NOTES REPURCHASE
AGREEMENT
This NOTES REPURCHASE AGREEMENT (this “
Agreement ”) dated September 22, 2009 is made
by and between China Shen Zhou Mining & Resources, Inc., a
Nevada corporation with limited liability having its registered
office at Zeyang Building, No. 166 Fushi Road, Shijingshan
District, Beijing China, whose shares of commons stocks of are
listed and traded on NYSE-AMEX (the “ Company
”) and Mountview Path Limited, a corporation incorporated
under the laws of the British Virgin Islands and having its
registered office at P.O. Box 957, Offshore Incorporations Centre,
Road Town, Tortola, British Virgin Islands (the “
Seller ”).
RECITALS:
WHEREAS, the Company has issued to Citadel Equity Fund
Ltd. (“ Citadel ”), and Citadel has
purchased from the Company, the Company’s 6.75% Senior
Convertible Notes due 2012 of US$28,000,000 principal amount (the
“ Notes ”) pursuant to that certain Notes
Purchase Agreement dated December 21, 2006 by and between the
Company and Citadel (the “ Notes Purchase
Agreement ”).
WHEREAS, in connection with such transaction, an
Indenture dated December 27, 2006, as amended and supplemented by
the First Supplemental Indenture dated May 17, 2007 and the Second
Supplemental Indenture dated September 28, 2007, (the “
Indenture ”) was entered into by and between
the Company and The Bank of New York (the “
Trustee ”) and a Share Pledge Agreement dated
December 27, 2006 (the “ Share Pledge Agreement
”) was entered into by and among Ms. Xiao Jing Yu and Mr. Xue
Ming Xu (each a “ Pledgor ” and together
the “ Pledgors ”), The Bank of New York,
as collateral agent and Citadel. Capitalized terms that are not
otherwise defined in this Agreement shall have the meanings
ascribed to them in the Indenture or other relevant Transaction
Documents (as that term is defined in the Notes Purchase
Agreement), as applicable.
WHEREAS , Citadel and China Mining Resources Group
Limited, being the holding company of Best Tone Holdings Limited,
entered into that certain Amended and Restated Trade Confirmation
dated April 8, 2009, pursuant to which Citadel agreed to sell,
transfer and deliver to China Mining Resources Group Limited all of
Citadel’s rights and interest in the Notes and all rights and
interest of Citadel under the Transaction Documents (as that term
is defined in the Notes Purchase Agreement).
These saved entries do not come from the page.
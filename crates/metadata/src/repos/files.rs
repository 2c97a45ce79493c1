//! File catalog repository.

use crate::error::MetadataResult;
use crate::models::{FileRow, NewFile};
use async_trait::async_trait;
use dss_core::ListQuery;
use time::OffsetDateTime;
use uuid::Uuid;

/// Repository for file catalog operations.
#[async_trait]
pub trait FileRepo: Send + Sync {
    /// Insert a new file row and return its generated key.
    ///
    /// Returns `AlreadyExists` when the storage path is already cataloged.
    async fn create_file(&self, file: &NewFile) -> MetadataResult<Uuid>;

    /// Get a file by key.
    async fn get_file(&self, key: Uuid) -> MetadataResult<Option<FileRow>>;

    /// Keys of files matching a validated listing query, in query order.
    async fn list_file_keys(&self, query: &ListQuery) -> MetadataResult<Vec<Uuid>>;

    /// Page through all files ordered by key, starting after `after`.
    async fn scan_files(&self, after: Option<Uuid>, limit: u32) -> MetadataResult<Vec<FileRow>>;

    /// Record a content hash computed out of band.
    async fn set_file_hash(
        &self,
        key: Uuid,
        hash: &str,
        updated_at: OffsetDateTime,
    ) -> MetadataResult<()>;

    /// Count cataloged files.
    async fn count_files(&self) -> MetadataResult<u64>;
}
WHEREAS, Citadel and Best Tone Holdings Limited entered
into that certain Assignment and Assumption Agreement dated as of
April 8, 2009, pursuant to which Citadel agreed to sell, assign,
transfer and deliver to Best Tone Holdings Limited and Best Tone
Holdings Limited thereby agreed to purchase and assume from Citadel
all of the legal and beneficial right, title and interest of
Citadel in the Notes and under the Transaction Documents (as that
term is defined in Notes Purchase Agreement).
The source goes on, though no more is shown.